-- Your assignment --
Keeping every word the same, return the listing from its first line until the line holding "pub(super) fn op_addi(current: &State, next: &mut" has been returned as well.
[[ Information shown open ]]
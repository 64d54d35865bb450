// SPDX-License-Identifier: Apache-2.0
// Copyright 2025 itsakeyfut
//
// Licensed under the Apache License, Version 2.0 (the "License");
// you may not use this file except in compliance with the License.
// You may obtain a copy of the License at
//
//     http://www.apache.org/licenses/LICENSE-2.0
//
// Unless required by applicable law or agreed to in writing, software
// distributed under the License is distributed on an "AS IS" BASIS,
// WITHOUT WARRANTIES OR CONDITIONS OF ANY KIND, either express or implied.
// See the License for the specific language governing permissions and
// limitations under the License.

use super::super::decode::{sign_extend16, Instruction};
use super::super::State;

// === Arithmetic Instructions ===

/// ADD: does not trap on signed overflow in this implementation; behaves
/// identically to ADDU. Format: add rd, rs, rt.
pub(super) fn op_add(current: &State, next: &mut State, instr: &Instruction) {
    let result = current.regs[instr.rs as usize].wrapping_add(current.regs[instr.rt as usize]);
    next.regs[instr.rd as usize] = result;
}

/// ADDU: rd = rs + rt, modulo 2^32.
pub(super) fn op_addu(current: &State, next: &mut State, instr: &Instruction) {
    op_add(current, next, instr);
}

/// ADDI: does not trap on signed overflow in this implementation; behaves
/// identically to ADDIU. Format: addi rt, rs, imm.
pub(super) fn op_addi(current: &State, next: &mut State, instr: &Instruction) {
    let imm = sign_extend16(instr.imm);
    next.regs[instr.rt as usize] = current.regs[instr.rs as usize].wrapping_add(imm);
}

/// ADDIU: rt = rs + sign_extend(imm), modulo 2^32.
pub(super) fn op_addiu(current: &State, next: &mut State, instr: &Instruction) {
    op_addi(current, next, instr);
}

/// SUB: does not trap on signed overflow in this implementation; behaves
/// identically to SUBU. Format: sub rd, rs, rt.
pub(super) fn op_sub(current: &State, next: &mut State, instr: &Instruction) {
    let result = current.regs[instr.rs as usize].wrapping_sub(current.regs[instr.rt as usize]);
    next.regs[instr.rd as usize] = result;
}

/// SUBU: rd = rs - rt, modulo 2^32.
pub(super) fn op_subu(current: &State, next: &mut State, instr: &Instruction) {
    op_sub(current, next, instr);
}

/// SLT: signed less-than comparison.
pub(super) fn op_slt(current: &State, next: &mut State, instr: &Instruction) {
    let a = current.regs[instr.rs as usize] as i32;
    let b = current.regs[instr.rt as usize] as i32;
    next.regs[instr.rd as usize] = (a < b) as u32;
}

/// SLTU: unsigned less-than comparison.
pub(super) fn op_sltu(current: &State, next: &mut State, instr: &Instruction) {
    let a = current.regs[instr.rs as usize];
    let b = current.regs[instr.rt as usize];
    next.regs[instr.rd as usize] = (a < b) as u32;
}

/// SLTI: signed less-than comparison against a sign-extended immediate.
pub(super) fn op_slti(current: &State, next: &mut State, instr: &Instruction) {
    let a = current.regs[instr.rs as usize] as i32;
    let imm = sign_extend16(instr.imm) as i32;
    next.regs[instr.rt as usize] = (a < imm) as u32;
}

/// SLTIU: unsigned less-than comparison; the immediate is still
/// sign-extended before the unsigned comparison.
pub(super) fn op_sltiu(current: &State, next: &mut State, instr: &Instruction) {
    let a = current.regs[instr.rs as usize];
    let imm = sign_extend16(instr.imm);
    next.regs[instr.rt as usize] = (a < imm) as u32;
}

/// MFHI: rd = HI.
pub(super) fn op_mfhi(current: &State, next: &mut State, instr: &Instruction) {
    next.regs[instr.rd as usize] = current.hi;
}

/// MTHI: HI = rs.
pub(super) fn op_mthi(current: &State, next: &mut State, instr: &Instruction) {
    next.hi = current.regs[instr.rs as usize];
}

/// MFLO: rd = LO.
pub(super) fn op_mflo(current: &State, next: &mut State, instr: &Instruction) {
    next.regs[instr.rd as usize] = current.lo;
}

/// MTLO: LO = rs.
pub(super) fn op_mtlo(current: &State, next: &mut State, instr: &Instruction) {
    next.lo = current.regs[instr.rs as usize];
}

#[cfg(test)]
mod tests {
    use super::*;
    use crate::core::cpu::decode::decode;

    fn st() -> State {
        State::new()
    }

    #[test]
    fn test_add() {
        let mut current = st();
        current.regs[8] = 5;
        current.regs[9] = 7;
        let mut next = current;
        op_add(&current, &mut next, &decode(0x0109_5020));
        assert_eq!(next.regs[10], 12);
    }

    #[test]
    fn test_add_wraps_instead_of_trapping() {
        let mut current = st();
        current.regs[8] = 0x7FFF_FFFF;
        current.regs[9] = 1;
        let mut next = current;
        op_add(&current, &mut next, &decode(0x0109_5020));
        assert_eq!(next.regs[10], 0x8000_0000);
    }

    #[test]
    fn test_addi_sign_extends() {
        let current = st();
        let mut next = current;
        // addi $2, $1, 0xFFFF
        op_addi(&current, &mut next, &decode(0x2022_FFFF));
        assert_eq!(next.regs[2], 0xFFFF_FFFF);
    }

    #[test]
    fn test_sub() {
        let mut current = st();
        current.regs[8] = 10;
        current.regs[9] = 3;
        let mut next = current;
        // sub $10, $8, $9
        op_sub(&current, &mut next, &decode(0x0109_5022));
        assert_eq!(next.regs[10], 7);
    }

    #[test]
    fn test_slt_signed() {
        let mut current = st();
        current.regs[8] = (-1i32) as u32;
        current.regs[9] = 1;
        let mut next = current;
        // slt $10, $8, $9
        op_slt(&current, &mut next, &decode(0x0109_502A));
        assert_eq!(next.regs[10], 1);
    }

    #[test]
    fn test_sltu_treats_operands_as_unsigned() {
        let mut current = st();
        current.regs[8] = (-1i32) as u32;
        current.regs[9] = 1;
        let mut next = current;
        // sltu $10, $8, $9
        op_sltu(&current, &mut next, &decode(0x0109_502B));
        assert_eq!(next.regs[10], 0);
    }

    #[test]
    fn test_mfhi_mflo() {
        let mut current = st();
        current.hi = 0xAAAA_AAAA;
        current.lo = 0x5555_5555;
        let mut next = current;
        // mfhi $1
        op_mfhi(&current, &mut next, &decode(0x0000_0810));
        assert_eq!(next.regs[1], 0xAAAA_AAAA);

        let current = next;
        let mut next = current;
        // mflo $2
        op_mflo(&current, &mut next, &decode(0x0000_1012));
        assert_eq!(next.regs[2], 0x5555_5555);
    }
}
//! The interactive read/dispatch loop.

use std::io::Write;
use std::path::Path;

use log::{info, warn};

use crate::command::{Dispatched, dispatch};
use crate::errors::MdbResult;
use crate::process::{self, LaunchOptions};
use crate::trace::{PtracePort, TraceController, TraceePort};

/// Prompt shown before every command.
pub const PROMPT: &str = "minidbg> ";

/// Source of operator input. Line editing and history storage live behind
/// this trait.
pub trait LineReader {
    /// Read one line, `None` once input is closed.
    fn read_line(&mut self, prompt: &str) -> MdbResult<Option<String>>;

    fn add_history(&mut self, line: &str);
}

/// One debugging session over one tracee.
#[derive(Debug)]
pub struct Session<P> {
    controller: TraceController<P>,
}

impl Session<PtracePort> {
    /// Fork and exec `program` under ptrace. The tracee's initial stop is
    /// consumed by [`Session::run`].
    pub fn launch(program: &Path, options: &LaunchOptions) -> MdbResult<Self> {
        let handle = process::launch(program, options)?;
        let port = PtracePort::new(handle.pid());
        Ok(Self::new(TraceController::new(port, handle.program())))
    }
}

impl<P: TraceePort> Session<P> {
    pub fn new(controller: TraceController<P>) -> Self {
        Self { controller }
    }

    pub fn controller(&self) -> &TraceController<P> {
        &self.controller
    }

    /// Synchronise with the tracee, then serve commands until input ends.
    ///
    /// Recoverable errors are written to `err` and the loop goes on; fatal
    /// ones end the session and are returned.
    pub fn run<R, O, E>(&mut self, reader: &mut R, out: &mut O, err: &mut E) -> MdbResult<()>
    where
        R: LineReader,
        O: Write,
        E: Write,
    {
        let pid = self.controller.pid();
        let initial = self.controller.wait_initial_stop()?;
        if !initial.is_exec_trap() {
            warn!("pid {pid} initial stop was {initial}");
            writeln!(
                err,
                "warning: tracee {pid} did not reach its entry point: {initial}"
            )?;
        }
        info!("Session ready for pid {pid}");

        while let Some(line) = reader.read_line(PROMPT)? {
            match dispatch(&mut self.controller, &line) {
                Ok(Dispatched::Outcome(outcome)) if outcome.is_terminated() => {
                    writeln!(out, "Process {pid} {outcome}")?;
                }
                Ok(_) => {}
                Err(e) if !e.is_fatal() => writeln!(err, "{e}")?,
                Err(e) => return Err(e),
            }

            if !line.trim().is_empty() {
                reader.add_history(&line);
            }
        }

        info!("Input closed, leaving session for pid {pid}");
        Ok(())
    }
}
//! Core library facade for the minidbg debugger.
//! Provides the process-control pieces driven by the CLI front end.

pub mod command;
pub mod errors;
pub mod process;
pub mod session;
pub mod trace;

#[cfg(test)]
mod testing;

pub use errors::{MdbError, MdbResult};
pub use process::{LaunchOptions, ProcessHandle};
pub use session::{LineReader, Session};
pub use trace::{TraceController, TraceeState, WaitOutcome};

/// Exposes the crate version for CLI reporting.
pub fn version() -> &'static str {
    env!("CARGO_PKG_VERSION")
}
[[ Information shown closed ]]
-- Answer to this task --
repository 64d54d35865bb450
// SPDX-License-Identifier: Apache-2.0
// Copyright 2025 itsakeyfut
//
// Licensed under the Apache License, Version 2.0 (the "License");
// you may not use this file except in compliance with the License.
// You may obtain a copy of the License at
//
//     http://www.apache.org/licenses/LICENSE-2.0
//
// Unless required by applicable law or agreed to in writing, software
// distributed under the License is distributed on an "AS IS" BASIS,
// WITHOUT WARRANTIES OR CONDITIONS OF ANY KIND, either express or implied.
// See the License for the specific language governing permissions and
// limitations under the License.

use super::super::decode::{sign_extend16, Instruction};
use super::super::State;

// === Arithmetic Instructions ===

/// ADD: does not trap on signed overflow in this implementation; behaves
/// identically to ADDU. Format: add rd, rs, rt.
pub(super) fn op_add(current: &State, next: &mut State, instr: &Instruction) {
    let result = current.regs[instr.rs as usize].wrapping_add(current.regs[instr.rt as usize]);
    next.regs[instr.rd as usize] = result;
}

/// ADDU: rd = rs + rt, modulo 2^32.
pub(super) fn op_addu(current: &State, next: &mut State, instr: &Instruction) {
    op_add(current, next, instr);
}

/// ADDI: does not trap on signed overflow in this implementation; behaves
/// identically to ADDIU. Format: addi rt, rs, imm.
pub(super) fn op_addi(current: &State, next: &mut State, instr: &Instruction) {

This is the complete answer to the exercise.